With pollution levels rising across India, cities like Delhi, Mumbai are choking up. During Diwali last year, Delhi was enveloped in smog, that took a long time to clear. In some parts of Delhi, the pollution levels spiked to the maximum limit of 500 which is alarming. This calls for a well-planned strategy to curb pollution levels cross India and as a first step in this direction, the Government is contemplating leasing EVs. While the plan is yet in nascent stage, sources in the know have given inkling of proposed measures and stratagem before the roll-out.
What’s the plan?
The union government, government agencies and state-owned organizations are likely to switch to electric vehicles in place of petrol & diesel driven cars. The plan is to lease electric vehicles to promote use of EVs. Thousands of vehicles are bought or leased for the use of government and other entities that come under it. It is expected that EVs will be leased at a similar rate as petrol and diesel powered cars.
The pilot scheme will first be introduced in Delhi –
Considering the chronic pollution levels in Delhi, the pilot scheme will first be implemented in India’s National Capital Region. The lack of infrastructure abstains carmakers to make inroads into the EV segment that remains largely untouched except for a few manufacturers like home-grown auto giant Mahindra with a couple of EVs in its product range. Although, car companies in India re now toying with the idea of hybrid cars and several new models are in the pipeline.
A paradigm shift to clean vehicles by 2030
The government of India is planning a mass scale shift to EVs by 2030. This includes commercial as well as passenger vehicles. In a previous attempt, the Union transport ministry had requested for bids for EVs and hybrids, however the plan could not be materialized.
Government keen on building infrastructure for EVs
While use of EVs will reduce pollution levels in Delhi and other parts of the country, it is important to first built an infrastructure that will support EVs. This requires building charging stations for the convenience of owners. Additionally, the government is also contemplating providing technology transfer that will bring down the cost of the batteries. The shift to BS VI emission norms from the current BS IV is in line with government’s move to reduce pollution levels. This would also help to control carbon footprint by 33-35%.

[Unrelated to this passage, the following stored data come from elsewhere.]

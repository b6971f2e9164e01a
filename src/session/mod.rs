//! Client session over a gateway connection.
//!
//! A [`Session`] owns the correlation window for outbound sms requests and
//! routes inbound traffic: acks resolve window entries, everything else goes
//! to the [`SessionHandler`]. It moves `Open → Identified → Closed` and never
//! back.
//!
//! The transport reports inbound traffic through
//! [`Session::transport_events`], a sink holding only a weak reference, so a
//! transport can outlive the session without keeping it alive.

use std::{
    fmt,
    net::SocketAddr,
    sync::{
        Arc,
        PoisonError,
        RwLock,
        Weak,
        atomic::{AtomicBool, Ordering},
    },
    time::Duration,
};

use async_trait::async_trait;
use tokio::time::{Instant, MissedTickBehavior};
use tokio_util::sync::CancellationToken;
use tracing::{debug, info, trace, warn};
use uuid::Uuid;

use crate::{
    message::{Ack, Admin, AdminCommand, HeartBeat, Message, Sms},
    metrics,
    transport::{Transport, TransportError, TransportEvents, WriteCompletion},
    window::{CallerHint, ExpiryListener, Outcome, RequestError, RequestPromise, Window},
};

mod config;
mod error;
mod handler;
mod state;

pub use config::{ConfigError, DEFAULT_CLIENT_ID, DEFAULT_PORT, SessionConfig};
pub use error::SessionError;
pub use handler::{DefaultSessionHandler, SessionHandler};
pub use state::SessionState;
use state::StateCell;

/// Window correlating sms requests with their acks by sms id.
pub type SmsWindow = Window<Uuid, Sms, Ack>;
/// Promise for an sms request awaiting its ack.
pub type SmsPromise = RequestPromise<Uuid, Sms, Ack>;

/// RAII guard tracking live sessions in the metrics gauge.
struct ActiveSession;

impl ActiveSession {
    fn new() -> Self {
        metrics::inc_sessions();
        Self
    }
}

impl Drop for ActiveSession {
    fn drop(&mut self) { metrics::dec_sessions(); }
}

struct SessionInner {
    window: SmsWindow,
    config: SessionConfig,
    transport: Arc<dyn Transport>,
    handler: RwLock<Option<Arc<dyn SessionHandler>>>,
    state: StateCell,
    connection_lost: AtomicBool,
    monitor: CancellationToken,
    _active: ActiveSession,
}

impl Drop for SessionInner {
    fn drop(&mut self) { self.monitor.cancel(); }
}

/// Handle on a gateway session. Clones share the same session.
#[derive(Clone)]
pub struct Session(Arc<SessionInner>);
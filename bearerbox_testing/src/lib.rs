//! Utilities for exercising `bearerbox` sessions without a real gateway.
//!
//! - [`MockTransport`] records outbound messages and lets a test script the
//!   outcome of each write;
//! - [`RecordingHandler`] turns every handler callback into a
//!   [`HandlerEvent`] a test can await;
//! - [`Gateway`] plays the gateway side of a [`FramedTransport`] over an
//!   in-memory duplex stream.
//!
//! ```rust
//! use bearerbox::{SessionConfig, message::Admin};
//! use bearerbox_testing::{RecordingHandler, mock_session};
//!
//! # #[tokio::main(flavor = "current_thread")]
//! # async fn main() {
//! let (handler, _events) = RecordingHandler::new();
//! let mut mock = mock_session(SessionConfig::default(), handler);
//! mock.session.identify(Admin::identify("box")).await.unwrap();
//! assert!(matches!(mock.outbox.recv().await, Some(_)));
//! # }
//! ```
//!
//! [`FramedTransport`]: bearerbox::transport::FramedTransport

pub mod gateway;
pub mod handler;
pub mod logging;
pub mod transport;

pub use gateway::{BoxError, Gateway, connect_duplex};
pub use handler::{HandlerEvent, HandlerEvents, RecordingHandler};
pub use logging::{LoggerHandle, logger};
pub use transport::{MockSession, MockTransport, WriteBehaviour, mock_session};
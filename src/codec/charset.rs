//! Character sets for short message text.
//!
//! `msg_data` travels in the character set named by the message's `charset`
//! label. Every other text field is UTF-8. Decoding never fails: bytes that
//! do not fit the character set become U+FFFD. Encoding replaces characters
//! the set cannot represent with `?`.

/// Character set a short message body can be carried in.
#[derive(Clone, Copy, Debug, PartialEq, Eq)]
pub enum TextCharset {
    Utf8,
    Utf16Be,
    Utf16Le,
    /// UTF-16 led by a byte order mark. Big-endian when the mark is missing.
    Utf16,
    Latin1,
    Ascii,
}

const BOM_BE: [u8; 2] = [0xfe, 0xff];
const BOM_LE: [u8; 2] = [0xff, 0xfe];

impl TextCharset {
    /// Look up a charset by label, ignoring case and common aliases.
    ///
    /// # Examples
    ///
    /// ```
    /// use bearerbox::codec::charset::TextCharset;
    ///
    /// assert_eq!(TextCharset::from_label("utf-16be"), Some(TextCharset::Utf16Be));
    /// assert_eq!(TextCharset::from_label("latin1"), Some(TextCharset::Latin1));
    /// assert_eq!(TextCharset::from_label("KOI8-R"), None);
    /// ```
    #[must_use]
    pub fn from_label(label: &str) -> Option<Self> {
        let normalised = label.trim().to_ascii_uppercase().replace('_', "-");
        let charset = match normalised.as_str() {
            "UTF-8" | "UTF8" => Self::Utf8,
            "UTF-16BE" | "UTF16BE" => Self::Utf16Be,
            "UTF-16LE" | "UTF16LE" => Self::Utf16Le,
            "UTF-16" | "UTF16" => Self::Utf16,
            "ISO-8859-1" | "ISO8859-1" | "LATIN1" => Self::Latin1,
            "US-ASCII" | "ASCII" => Self::Ascii,
            _ => return None,
        };
        Some(charset)
    }

    /// Charset used to read a body, falling back to UTF-8 for absent or
    /// unrecognised labels.
    #[must_use]
    pub fn for_decoding(label: Option<&str>) -> Self {
        label.and_then(Self::from_label).unwrap_or(Self::Utf8)
    }

    /// Canonical label written to the wire.
    #[must_use]
    pub fn label(self) -> &'static str {
        match self {
            Self::Utf8 => "UTF-8",
            Self::Utf16Be => "UTF-16BE",
            Self::Utf16Le => "UTF-16LE",
            Self::Utf16 => "UTF-16",
            Self::Latin1 => "ISO-8859-1",
            Self::Ascii => "US-ASCII",
        }
    }

    #[must_use]
    pub fn encode(self, text: &str) -> Vec<u8> {
        match self {
            Self::Utf8 => text.as_bytes().to_vec(),
            Self::Utf16Be => text.encode_utf16().flat_map(u16::to_be_bytes).collect(),
            Self::Utf16Le => text.encode_utf16().flat_map(u16::to_le_bytes).collect(),
            Self::Utf16 => BOM_BE
                .into_iter()
                .chain(text.encode_utf16().flat_map(u16::to_be_bytes))
                .collect(),
            Self::Latin1 => narrow(text, 0xff),
            Self::Ascii => narrow(text, 0x7f),
        }
    }

    #[must_use]
    pub fn decode(self, raw: &[u8]) -> String {
        match self {
            Self::Utf8 => String::from_utf8_lossy(raw).into_owned(),
            Self::Utf16Be => widen(raw, u16::from_be_bytes),
            Self::Utf16Le => widen(raw, u16::from_le_bytes),
            Self::Utf16 => match raw {
                [0xff, 0xfe, rest @ ..] => widen(rest, u16::from_le_bytes),
                [0xfe, 0xff, rest @ ..] => widen(rest, u16::from_be_bytes),
                _ => widen(raw, u16::from_be_bytes),
            },
            Self::Latin1 => raw.iter().copied().map(char::from).collect(),
            Self::Ascii => raw
                .iter()
                .map(|&b| if b.is_ascii() { char::from(b) } else { char::REPLACEMENT_CHARACTER })
                .collect(),
        }
    }
}

fn narrow(text: &str, max: u32) -> Vec<u8> {
    text.chars()
        .map(|c| u8::try_from(u32::from(c)).ok().filter(|&b| u32::from(b) <= max).unwrap_or(b'?'))
        .collect()
}

fn widen(raw: &[u8], unit: fn([u8; 2]) -> u16) -> String {
    let chunks = raw.chunks_exact(2);
    let odd = !chunks.remainder().is_empty();
    let units = chunks.map(|pair| unit([pair[0], pair[1]]));
    let mut text: String = char::decode_utf16(units)
        .map(|c| c.unwrap_or(char::REPLACEMENT_CHARACTER))
        .collect();
    if odd {
        text.push(char::REPLACEMENT_CHARACTER);
    }
    text
}
#![doc(html_root_url = "https://docs.rs/bearerbox/latest")]
//! Client library for the bearerbox box protocol.
//!
//! A box connects to the gateway over TCP, identifies itself and exchanges
//! length-delimited messages. Outbound sms requests are correlated with the
//! gateway's acks through a bounded [`Window`](window::Window), so at most a
//! configured number of requests are in flight at once.
//!
//! - [`message`]: the message model;
//! - [`codec`]: wire encoding and framing;
//! - [`window`]: the correlation window and request promises;
//! - [`transport`]: the connection abstraction and its framed implementation;
//! - [`session`]: session lifecycle, request sending and inbound dispatch;
//! - [`client`]: the TCP connector.

pub mod byte_order;
pub mod client;
pub mod codec;
pub mod error;
pub mod message;
pub mod metrics;
pub mod session;
pub mod transport;
pub mod window;

pub use client::{Client, ClientError};
pub use error::{Error, Result};
pub use message::{Ack, Admin, Datagram, HeartBeat, Message, Sms};
pub use metrics::{Direction, ERRORS_TOTAL, FRAMES_PROCESSED, SESSIONS_ACTIVE};
pub use session::{DefaultSessionHandler, Session, SessionConfig, SessionHandler, SessionState};
pub use window::{RequestError, RequestPromise, Window};
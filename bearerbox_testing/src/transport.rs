//! In-memory [`Transport`] with scripted write outcomes.

use std::{
    collections::VecDeque,
    io,
    sync::{
        Arc,
        Mutex,
        atomic::{AtomicBool, AtomicUsize, Ordering},
    },
    time::Duration,
};

use async_trait::async_trait;
use bearerbox::{
    Session,
    SessionConfig,
    SessionHandler,
    message::Message,
    transport::{Transport, TransportError, WriteCompletion},
};
use futures::future;
use tokio::sync::mpsc;

/// Outcome of a single scripted write.
#[derive(Clone, Copy, Debug, PartialEq, Eq)]
pub enum WriteBehaviour {
    /// The message is recorded and the write succeeds.
    Deliver,
    /// The write fails with a broken pipe.
    Fail,
    /// The write is reported as cancelled.
    Cancel,
}

/// Transport recording every delivered message in an outbox channel.
///
/// Writes succeed unless a [`WriteBehaviour`] was scripted for them.
#[derive(Debug)]
pub struct MockTransport {
    outbox: mpsc::UnboundedSender<Message>,
    script: Mutex<VecDeque<WriteBehaviour>>,
    active: AtomicBool,
    closes: AtomicUsize,
}

impl MockTransport {
    /// Create a transport and the receiver of its delivered messages.
    #[must_use]
    pub fn new() -> (Arc<Self>, mpsc::UnboundedReceiver<Message>) {
        let (outbox, delivered) = mpsc::unbounded_channel();
        let transport = Arc::new(Self {
            outbox,
            script: Mutex::new(VecDeque::new()),
            active: AtomicBool::new(true),
            closes: AtomicUsize::new(0),
        });
        (transport, delivered)
    }

    /// Queue the outcome of the next unscripted write.
    pub fn script(&self, behaviour: WriteBehaviour) {
        self.script
            .lock()
            .expect("script poisoned")
            .push_back(behaviour);
    }

    /// Number of times [`Transport::close`] was called.
    #[must_use]
    pub fn close_count(&self) -> usize { self.closes.load(Ordering::SeqCst) }

    /// Mark the transport inactive without a close request.
    pub fn disconnect(&self) { self.active.store(false, Ordering::SeqCst); }
}

#[async_trait]
impl Transport for MockTransport {
    fn send(&self, message: Message) -> WriteCompletion {
        if !self.is_active() {
            return Box::pin(future::ready(Err(TransportError::Closed)));
        }
        let behaviour = self
            .script
            .lock()
            .expect("script poisoned")
            .pop_front()
            .unwrap_or(WriteBehaviour::Deliver);
        let result = match behaviour {
            WriteBehaviour::Deliver => self
                .outbox
                .send(message)
                .map_err(|_| TransportError::Closed),
            WriteBehaviour::Fail => Err(TransportError::Io(io::Error::new(
                io::ErrorKind::BrokenPipe,
                "scripted write failure",
            ))),
            WriteBehaviour::Cancel => Err(TransportError::Cancelled),
        };
        Box::pin(future::ready(result))
    }

    async fn close(&self, _timeout: Duration) -> Result<(), TransportError> {
        self.closes.fetch_add(1, Ordering::SeqCst);
        self.active.store(false, Ordering::SeqCst);
        Ok(())
    }

    fn is_active(&self) -> bool { self.active.load(Ordering::SeqCst) }
}

/// A session wired to a [`MockTransport`].
pub struct MockSession {
    pub session: Session,
    pub transport: Arc<MockTransport>,
    /// Messages the session wrote, in order.
    pub outbox: mpsc::UnboundedReceiver<Message>,
}

/// Build a session over a fresh [`MockTransport`].
///
/// Inbound traffic is simulated by calling the session's
/// [`TransportEvents`](bearerbox::transport::TransportEvents) methods.
#[must_use]
pub fn mock_session(config: SessionConfig, handler: Arc<dyn SessionHandler>) -> MockSession {
    let (transport, outbox) = MockTransport::new();
    let session = Session::new(config, transport.clone(), handler);
    MockSession {
        session,
        transport,
        outbox,
    }
}
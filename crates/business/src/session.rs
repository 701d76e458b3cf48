//! Session login - teller authentication against the directory
//!
//! Up to `max_login_attempts` tries. A correct password without the teller
//! group still counts as a failed attempt. Every attempt is audited.

use crate::error::{BusinessError, BusinessResult};
use crate::services::ServiceContext;
use tellerbank_core::{AuthError, AuthRecord, Credentials, Outcome, Principal};
use tracing::{info, warn};

/// Source of login credentials (console, scripted tests)
pub trait CredentialPrompt {
    /// Credentials for attempt `attempt` of `max_attempts`; `None` ends the login
    fn next_credentials(&mut self, attempt: u32, max_attempts: u32) -> Option<Credentials>;

    /// Called after each rejected attempt
    fn report_failure(&mut self, _failure: &LoginFailure) {}
}

/// Why a single login attempt was refused
#[derive(Debug, Clone, PartialEq, Eq)]
pub enum LoginFailure {
    InvalidCredentials,
    MissingRole(String),
    DirectoryUnavailable(String),
}

impl LoginFailure {
    /// Context string written to the auth audit record
    pub fn audit_context(&self) -> String {
        match self {
            Self::InvalidCredentials => "Invalid credentials".to_string(),
            Self::MissingRole(role) => format!("Not in {} group", role),
            Self::DirectoryUnavailable(_) => "Directory unavailable".to_string(),
        }
    }
}

impl std::fmt::Display for LoginFailure {
    fn fmt(&self, f: &mut std::fmt::Formatter<'_>) -> std::fmt::Result {
        match self {
            Self::InvalidCredentials => write!(f, "Login failed."),
            Self::MissingRole(role) => write!(f, "You are not in the {} group.", role),
            Self::DirectoryUnavailable(msg) => write!(f, "Directory unavailable: {}", msg),
        }
    }
}

/// Authenticated teller
#[derive(Debug, Clone)]
pub struct TellerSession {
    principal: Principal,
}

impl TellerSession {
    pub fn principal(&self) -> &Principal {
        &self.principal
    }

    /// Name written as WHO_TELLER in audit records
    pub fn teller_name(&self) -> &str {
        &self.principal.username
    }
}

/// Session Service - handles teller login
pub struct SessionService<'a> {
    ctx: &'a ServiceContext,
}

impl<'a> SessionService<'a> {
    pub fn new(ctx: &'a ServiceContext) -> Self {
        Self { ctx }
    }

    /// Single login attempt, audited
    pub fn attempt(&self, credentials: &Credentials) -> Result<Principal, LoginFailure> {
        let directory = self.ctx.authenticator();
        let teller_role = &self.ctx.config().teller_role;

        let result = match directory.authenticate(&credentials.username, credentials.secret()) {
            Ok(principal) if directory.has_role(&principal, teller_role) => Ok(principal),
            Ok(_) => Err(LoginFailure::MissingRole(teller_role.clone())),
            Err(AuthError::InvalidCredentials) => Err(LoginFailure::InvalidCredentials),
            Err(AuthError::Directory(msg)) => Err(LoginFailure::DirectoryUnavailable(msg)),
        };

        match &result {
            Ok(principal) => {
                self.ctx
                    .record_auth(AuthRecord::new(&principal.username, Outcome::Success, teller_role));
                info!(username = %principal.username, "teller logged in");
            }
            Err(failure) => {
                self.ctx.record_auth(AuthRecord::new(
                    &credentials.username,
                    Outcome::Fail,
                    &failure.audit_context(),
                ));
                warn!(username = %credentials.username, reason = %failure.audit_context(), "login refused");
            }
        }

        result
    }

    /// Prompt until a teller logs in or the attempts run out
    pub fn login(&self, prompt: &mut dyn CredentialPrompt) -> BusinessResult<TellerSession> {
        let max_attempts = self.ctx.config().max_login_attempts;
        let mut attempts = 0;

        for attempt in 1..=max_attempts {
            let Some(credentials) = prompt.next_credentials(attempt, max_attempts) else {
                break;
            };
            attempts = attempt;

            match self.attempt(&credentials) {
                Ok(principal) => return Ok(TellerSession { principal }),
                Err(failure) => prompt.report_failure(&failure),
            }
        }

        Err(BusinessError::AuthenticationFailed { attempts })
    }
}
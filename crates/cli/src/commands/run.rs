//! Interactive teller console

use anyhow::{bail, Context, Result};
use std::io;
use std::path::Path;
use std::sync::Arc;
use tellerbank_business::{BankConfig, ServiceContext};
use tellerbank_persistence::{DirectoryFile, FieldCipher, JsonlAuditSink};
use tracing::{info, warn};

use crate::console::Console;
use crate::menu::{run_session, SessionEnd};

/// Wire the collaborators and run one teller session on stdin/stdout
pub fn run(config_path: Option<&Path>, audit_dir: &Path, directory_path: &Path) -> Result<()> {
    let config = BankConfig::load(config_path).context("Failed to load configuration")?;

    let mut audit = JsonlAuditSink::new(audit_dir)
        .with_context(|| format!("Failed to open audit directory {}", audit_dir.display()))?;
    match FieldCipher::from_env(&config.encryption_key_env)
        .with_context(|| format!("Invalid key in {}", config.encryption_key_env))?
    {
        Some(cipher) => audit = audit.with_cipher(cipher),
        None => warn!(
            env = %config.encryption_key_env,
            "no audit encryption key set, justifications stored in plaintext"
        ),
    }

    let directory = DirectoryFile::load(directory_path).with_context(|| {
        format!("Failed to load directory file {}", directory_path.display())
    })?;

    let mut ctx = ServiceContext::new(Arc::new(audit), Arc::new(directory), config);
    info!(audit_dir = %audit_dir.display(), "teller console started");

    let stdin = io::stdin();
    let mut console = Console::new(stdin.lock(), io::stdout());

    match run_session(&mut ctx, &mut console).context("Console session failed")? {
        SessionEnd::Refused => bail!("authentication failed"),
        SessionEnd::Completed { accounts } => {
            console.say(format!("Session ended. {} account(s) held in memory.", accounts))?;
            Ok(())
        }
    }
}
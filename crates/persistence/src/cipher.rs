//! Field encryption cho dữ liệu nhạy cảm lưu xuống file (lý do giao dịch).
//!
//! XChaCha20-Poly1305, nonce ngẫu nhiên 192-bit cho mỗi lần mã hóa.
//! Key lấy từ secret store (environment variable), không bao giờ hard-code.
//!
//! Định dạng output: `hex(nonce || ciphertext)`.

use chacha20poly1305::{
    aead::{Aead, KeyInit},
    XChaCha20Poly1305, XNonce,
};
use rand::RngCore;
use std::fmt;
use thiserror::Error;
use zeroize::{Zeroize, ZeroizeOnDrop};

const KEY_LEN: usize = 32;
const NONCE_LEN: usize = 24;

#[derive(Debug, Error)]
pub enum CipherError {
    #[error("Invalid key: {0}")]
    InvalidKey(String),

    #[error("Encryption failed: {0}")]
    EncryptionFailed(String),

    #[error("Decryption failed: {0}")]
    DecryptionFailed(String),
}

pub type CipherResult<T> = Result<T, CipherError>;

#[derive(Clone, Zeroize, ZeroizeOnDrop)]
struct KeyBytes([u8; KEY_LEN]);

/// Mã hóa/giải mã chuỗi với key 256-bit.
#[derive(Clone)]
pub struct FieldCipher {
    key: KeyBytes,
}

impl FieldCipher {
    pub fn from_key(bytes: [u8; KEY_LEN]) -> Self {
        Self {
            key: KeyBytes(bytes),
        }
    }

    /// Key dạng hex (64 ký tự)
    pub fn from_hex(hex_key: &str) -> CipherResult<Self> {
        let mut decoded = hex::decode(hex_key.trim())
            .map_err(|e| CipherError::InvalidKey(format!("not hex: {}", e)))?;

        if decoded.len() != KEY_LEN {
            let len = decoded.len();
            decoded.zeroize();
            return Err(CipherError::InvalidKey(format!(
                "expected {} bytes, got {}",
                KEY_LEN, len
            )));
        }

        let mut bytes = [0u8; KEY_LEN];
        bytes.copy_from_slice(&decoded);
        decoded.zeroize();
        Ok(Self::from_key(bytes))
    }

    /// Đọc key từ environment variable.
    ///
    /// `Ok(None)` nếu biến không được set; lỗi nếu set nhưng sai định dạng.
    pub fn from_env(var: &str) -> CipherResult<Option<Self>> {
        match std::env::var(var) {
            Ok(value) if !value.trim().is_empty() => Self::from_hex(&value).map(Some),
            _ => Ok(None),
        }
    }

    /// Sinh key ngẫu nhiên dạng hex để provision vào secret store
    pub fn generate_key_hex() -> String {
        let mut bytes = [0u8; KEY_LEN];
        rand::thread_rng().fill_bytes(&mut bytes);
        let encoded = hex::encode(bytes);
        bytes.zeroize();
        encoded
    }

    fn aead(&self) -> CipherResult<XChaCha20Poly1305> {
        XChaCha20Poly1305::new_from_slice(&self.key.0)
            .map_err(|e| CipherError::InvalidKey(e.to_string()))
    }

    /// Mã hóa chuỗi. Chuỗi rỗng giữ nguyên.
    pub fn encrypt(&self, plaintext: &str) -> CipherResult<String> {
        if plaintext.is_empty() {
            return Ok(String::new());
        }

        let mut nonce = [0u8; NONCE_LEN];
        rand::thread_rng().fill_bytes(&mut nonce);

        let ciphertext = self
            .aead()?
            .encrypt(XNonce::from_slice(&nonce), plaintext.as_bytes())
            .map_err(|e| CipherError::EncryptionFailed(e.to_string()))?;

        let mut out = Vec::with_capacity(NONCE_LEN + ciphertext.len());
        out.extend_from_slice(&nonce);
        out.extend_from_slice(&ciphertext);
        Ok(hex::encode(out))
    }

    /// Giải mã chuỗi do `encrypt` tạo ra
    pub fn decrypt(&self, encoded: &str) -> CipherResult<String> {
        if encoded.is_empty() {
            return Ok(String::new());
        }

        let raw = hex::decode(encoded.trim())
            .map_err(|e| CipherError::DecryptionFailed(format!("not hex: {}", e)))?;
        if raw.len() <= NONCE_LEN {
            return Err(CipherError::DecryptionFailed("ciphertext too short".to_string()));
        }

        let (nonce, ciphertext) = raw.split_at(NONCE_LEN);
        let plaintext = self
            .aead()?
            .decrypt(XNonce::from_slice(nonce), ciphertext)
            .map_err(|e| CipherError::DecryptionFailed(e.to_string()))?;

        String::from_utf8(plaintext).map_err(|e| CipherError::DecryptionFailed(e.to_string()))
    }
}

impl fmt::Debug for FieldCipher {
    fn fmt(&self, f: &mut fmt::Formatter<'_>) -> fmt::Result {
        f.debug_struct("FieldCipher").field("key", &"[REDACTED]").finish()
    }
}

What other measures are in store –
The government is also planning to switch most of the vehicles to battery power by 2030. The idea is to lease batteries which directly affect the pricing, bringing it down substantially. As a part of the scheme, the manufacturers will be offered limited tax breaks. The scheme helmed by IIT-Madras professor Ashok Jhunjhunwala will be introduced in a phased manner starting from the public transport. Another vital aspect of the scheme involves sale of two-wheelers, three-wheelers and non-air-conditioned city buses without batteries. The idea is to lease batteries at a set cost, which could later be swapped during the next purchase. Similar strategy will be rolled out for private vehicles (non-AC) at a later stage. As for taxis, government is planning to build fast charging electric stations.
Involving Aggregators for leasing vehicles –
Government is in talks with vehicle, component and battery manufacturers as well as aggregators. The aggregators will buy the vehicles and further lease them to drivers. Initially, the cells for the battery will be imported, however it could be manufactured locally at a later stage.
Are we aware of the consequences –
The Bharat Stage VI emission norms will come into force by 2020, which infers carmakers will have to calibrate vehicles accordingly, involving hefty investments. With the new plan in place, will the carmakers willingly invest a huge amount of money. Also, what will happen to the oil refineries as most of their output is used by vehicles.